[Records drawn from a dataset]
______

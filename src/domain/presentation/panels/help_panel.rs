use bevy_egui::egui;

use crate::domain::presentation::Overlays;

pub fn show_help_panel(ctx: &mut egui::Context, overlays: &Overlays) {
    if overlays.show_help {
        egui::Window::new("Help").show(ctx, |ui| {
            ui.label("B: Add Ball");
            ui.label("N: Add Box");
            ui.label("R: Reset (remove all bodies)");
            ui.label("H: Toggle Help");
            ui.label("F3: Toggle Diagnostics");
            ui.label("Esc: Stop and Quit");
            ui.label("Left Mouse: Orbit Camera (drag)");
            ui.label("Mouse Wheel: Zoom");
        });
    }
}
//! Rigid-body playground core: a physics world whose bodies are mirrored
//! into a render scene graph once per frame, with collision sounds gated by
//! impact speed.
//!
//! Everything here runs headless. The `tumble-rs` binary drives it from a
//! bevy app.

pub mod audio;
pub mod clock;
pub mod context;
pub mod debug;
pub mod error;
pub mod gate;
pub mod physics;
pub mod registry;
pub mod scene;
pub mod settings;
pub mod sim_loop;
pub mod spawn;

pub use audio::{AudioSink, SilentAudio};
pub use clock::{ManualTime, SimulationClock, TimeSource, WallClock};
pub use context::{Command, SimulationContext};
pub use debug::DebugSurface;
pub use error::SpawnError;
pub use gate::CollisionGate;
pub use registry::{EntityPair, EntityPairId, EntityRegistry};
pub use scene::{Geometry, NodeId, SceneGraph, SurfaceMaterial, VisualProxy};
pub use settings::SimSettings;
pub use sim_loop::{
    CancelToken, CycleReport, FixedFrames, FrameScheduler, Headless, LoopState, PacedFrames,
    Presenter, SimulationLoop,
};
pub use spawn::{ShapeSpec, SharedAssets, SpawnFactory};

______

§ Task details
Return a copy of each line in the entries that carries the string "audio".

§ Output of the task
pub mod audio;
pub use audio::{AudioSink, SilentAudio};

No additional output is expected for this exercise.